Landesarbeitsgericht Hamm, Urteil vom 8. September 2023 – 13 Sa 20/23

Sachverhalt

In dem vom LAG Hamm vom 8. September 2023 (13 Sa 20/23) zu entscheidenden Fall war mit dem Arbeitnehmer in § 2 des Arbeitsvertrages eine dreimonatige Probezeit mit einer zweiwöchigen Kündigungsfrist vereinbart. Kurz vor Ablauf des sechsten Beschäftigungsmonats und damit zeitlich nach Ablauf der Probezeit (nicht aber der Wartezeit), mit Schreiben vom 17.8.2022, hörte der Arbeitgeber den Betriebsrat zu einer beabsichtigten Kündigung des Arbeitsverhältnisses an. Gegenüber dem Betriebsrat wurde die geplante Kündigung in der Anhörung wie folgt begründet:

„Auf das Arbeitsverhältnis findet das KSchG noch keine Anwendung. Eine Fortsetzung des Arbeitsverhältnisses ist nicht in unserem Interesse.“

Trotz Bedenken des Betriebsrats zur geplanten Kündigung aufgrund der geringen Besetzung in diesem Warenbereich kündigte der Arbeitgeber das Arbeitsverhältnis mit Schreiben vom 25.8.2022 zum 30.9.2022.

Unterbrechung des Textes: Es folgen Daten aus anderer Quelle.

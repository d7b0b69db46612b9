//! Context Detector — maps a working directory to (project, worktree, branch).
//!
//! Everything here is best effort. A directory that is not a git repository, a
//! repository without a remote, or a missing `git` binary all degrade to the
//! directory name and no branch.

use serde::Serialize;
use std::collections::HashMap;
use std::path::{Component, Path, PathBuf};
use std::process::Command;
use tracing::debug;

use crate::config::{expand_tilde, ContextConfig};

/// Scope of the current session.
#[derive(Debug, Clone, PartialEq, Eq, Serialize)]
pub struct SessionContext {
    pub project: String,
    pub worktree: Option<String>,
    pub branch: Option<String>,
}

/// Detect the session context for `cwd`.
pub fn detect_context(cwd: &Path, config: &ContextConfig) -> SessionContext {
    let spaces: Vec<PathBuf> = config
        .worktree_spaces
        .iter()
        .map(|s| expand_tilde(s))
        .collect();

    let branch = git(cwd, &["rev-parse", "--abbrev-ref", "HEAD"]).filter(|b| b != "HEAD");

    if let Some((project, worktree)) = worktree_from_path(cwd, &spaces, &config.project_aliases) {
        return SessionContext {
            project,
            worktree: Some(worktree),
            branch,
        };
    }

    let project = git(cwd, &["remote", "get-url", "origin"])
        .and_then(|url| project_from_remote(&url))
        .unwrap_or_else(|| dir_name(cwd));

    SessionContext {
        project,
        worktree: None,
        branch,
    }
}

/// Repository name from a remote URL.
///
/// Handles `https://host/owner/repo.git`, `ssh://git@host/owner/repo`, and
/// scp-like `git@host:owner/repo.git`.
pub fn project_from_remote(url: &str) -> Option<String> {
    let url = url.trim().trim_end_matches('/');
    let without_suffix = url.strip_suffix(".git").unwrap_or(url);
    let name = without_suffix
        .rsplit(|c: char| c == '/' || c == ':')
        .next()
        .unwrap_or_default();
    (!name.is_empty()).then(|| name.to_string())
}

/// `(project, worktree)` when `cwd` sits under a worktree space.
///
/// Spaces are laid out `<space>/<project>/<worktree>/...`. The project segment is
/// mapped through `aliases` (keys compared case-insensitively).
pub fn worktree_from_path(
    cwd: &Path,
    spaces: &[PathBuf],
    aliases: &HashMap<String, String>,
) -> Option<(String, String)> {
    let cwd = canonical(cwd);
    for space in spaces {
        let Ok(rest) = cwd.strip_prefix(canonical(space)) else {
            continue;
        };
        let mut segments = rest.components().filter_map(|c| match c {
            Component::Normal(s) => s.to_str(),
            _ => None,
        });
        let (Some(project_dir), Some(worktree)) = (segments.next(), segments.next()) else {
            continue;
        };

        let project = aliases
            .iter()
            .find(|(dir, _)| dir.eq_ignore_ascii_case(project_dir))
            .map(|(_, name)| name.clone())
            .unwrap_or_else(|| project_dir.to_string());
        return Some((project, worktree.to_string()));
    }
    None
}

fn canonical(path: &Path) -> PathBuf {
    path.canonicalize().unwrap_or_else(|_| path.to_path_buf())
}

fn dir_name(cwd: &Path) -> String {
    canonical(cwd)
        .file_name()
        .and_then(|n| n.to_str())
        .map(String::from)
        .unwrap_or_else(|| "unknown".to_string())
}

/// Run `git -C <cwd> <args>`, returning trimmed stdout on success.
fn git(cwd: &Path, args: &[&str]) -> Option<String> {
    let output = Command::new("git")
        .arg("-C")
        .arg(cwd)
        .args(args)
        .output();

    match output {
        Ok(out) if out.status.success() => {
            let stdout = String::from_utf8_lossy(&out.stdout).trim().to_string();
            (!stdout.is_empty()).then_some(stdout)
        }
        Ok(out) => {
            debug!(
                args = ?args,
                stderr = %String::from_utf8_lossy(&out.stderr).trim(),
                "git command failed"
            );
            None
        }
        Err(e) => {
            debug!(error = %e, "git unavailable");
            None
        }
    }
}
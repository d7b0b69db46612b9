#![allow(dead_code)]

use chrono::{DateTime, Duration, TimeZone, Utc};
use serde_json::json;
use std::path::{Path, PathBuf};

/// Fixed clock shared by every integration test.
pub fn now() -> DateTime<Utc> {
    Utc.with_ymd_and_hms(2026, 9, 15, 12, 0, 0).unwrap()
}

pub fn days_ago(days: i64) -> DateTime<Utc> {
    now() - Duration::days(days)
}

/// Builder for a block JSON file.
pub struct BlockSpec {
    pub project: String,
    pub days_ago: i64,
    pub worktree: Option<String>,
    pub summary: String,
    pub accomplished: Vec<String>,
    pub pending: Vec<String>,
    pub threads: Vec<(String, String)>,
}

pub fn block(project: &str, days_ago: i64) -> BlockSpec {
    BlockSpec {
        project: project.to_string(),
        days_ago,
        worktree: None,
        summary: format!("session {days_ago} days ago"),
        accomplished: Vec::new(),
        pending: Vec::new(),
        threads: Vec::new(),
    }
}

impl BlockSpec {
    pub fn pending(mut self, items: &[&str]) -> Self {
        self.pending = items.iter().map(|s| s.to_string()).collect();
        self
    }

    pub fn accomplished(mut self, items: &[&str]) -> Self {
        self.accomplished = items.iter().map(|s| s.to_string()).collect();
        self
    }

    pub fn thread(mut self, text: &str, slug: &str) -> Self {
        self.threads.push((text.to_string(), slug.to_string()));
        self
    }

    pub fn worktree(mut self, name: &str) -> Self {
        self.worktree = Some(name.to_string());
        self
    }

    /// Write as `<dir>/<name>.json`. Returns the file path.
    pub fn write(self, dir: &Path, name: &str) -> PathBuf {
        let threads: serde_json::Map<String, serde_json::Value> = self
            .threads
            .into_iter()
            .map(|(t, s)| (t, json!(s)))
            .collect();
        let value = json!({
            "timestamp": days_ago(self.days_ago).to_rfc3339(),
            "project": self.project,
            "worktree": self.worktree,
            "summary": self.summary,
            "accomplished": self.accomplished,
            "pending": self.pending,
            "pendingThreads": threads,
        });
        std::fs::create_dir_all(dir).unwrap();
        let path = dir.join(format!("{name}.json"));
        std::fs::write(&path, serde_json::to_string_pretty(&value).unwrap()).unwrap();
        path
    }
}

Der Arbeitnehmer war der Ansicht, dass der Betriebsrat nicht ordnungsgemäß angehört worden war und damit die Kündigung unwirksam sei. Der Arbeitnehmer meint, dass auch während der Wartezeit dem Betriebsrat mitgeteilt werden müsse, „warum“ an der Fortsetzung des Arbeitsverhältnisses kein Interesse mehr bestehe.

Entscheidung

Vor Ausspruch der Kündigung eines Arbeitsverhältnisses ist der Betriebsrat – soweit einer im Betrieb gebildet ist – gemäß § 102 BetrVG anzuhören. Das gilt für jede Kündigung, auch die Kündigung innerhalb der ersten sechs Monate eines Arbeitsverhältnisses, der sog. Wartezeit nach § 1 KSchG. Dies folgt schon aus dem Wortlaut des § 102 Abs. 1 Satz 1 BetrVG, wonach der Betriebsrat „vor jeder Kündigung“ zu hören ist. Häufig entsprechen die ersten sechs Monate auch der "Probezeit", innerhalb der mit einer kurzen Kündigungsfrist von mindestens zwei Wochen gekündigt werden kann. Bei einer Kündigung innerhalb der ersten sechs Monaten des Arbeitsverhältnisses muss der Arbeitgeber dem Betriebsrat im Rahmen der Anhörung jedoch nicht die objektiven Merkmale der Kündigungsgründe des noch nicht anwendbaren § 1 KSchG, sondern allein die Umstände mitteilen, aus denen der Arbeitgeber subjektiv seinen Kündigungsentschluss herleitet (Grundsatz der subjektiven Determination).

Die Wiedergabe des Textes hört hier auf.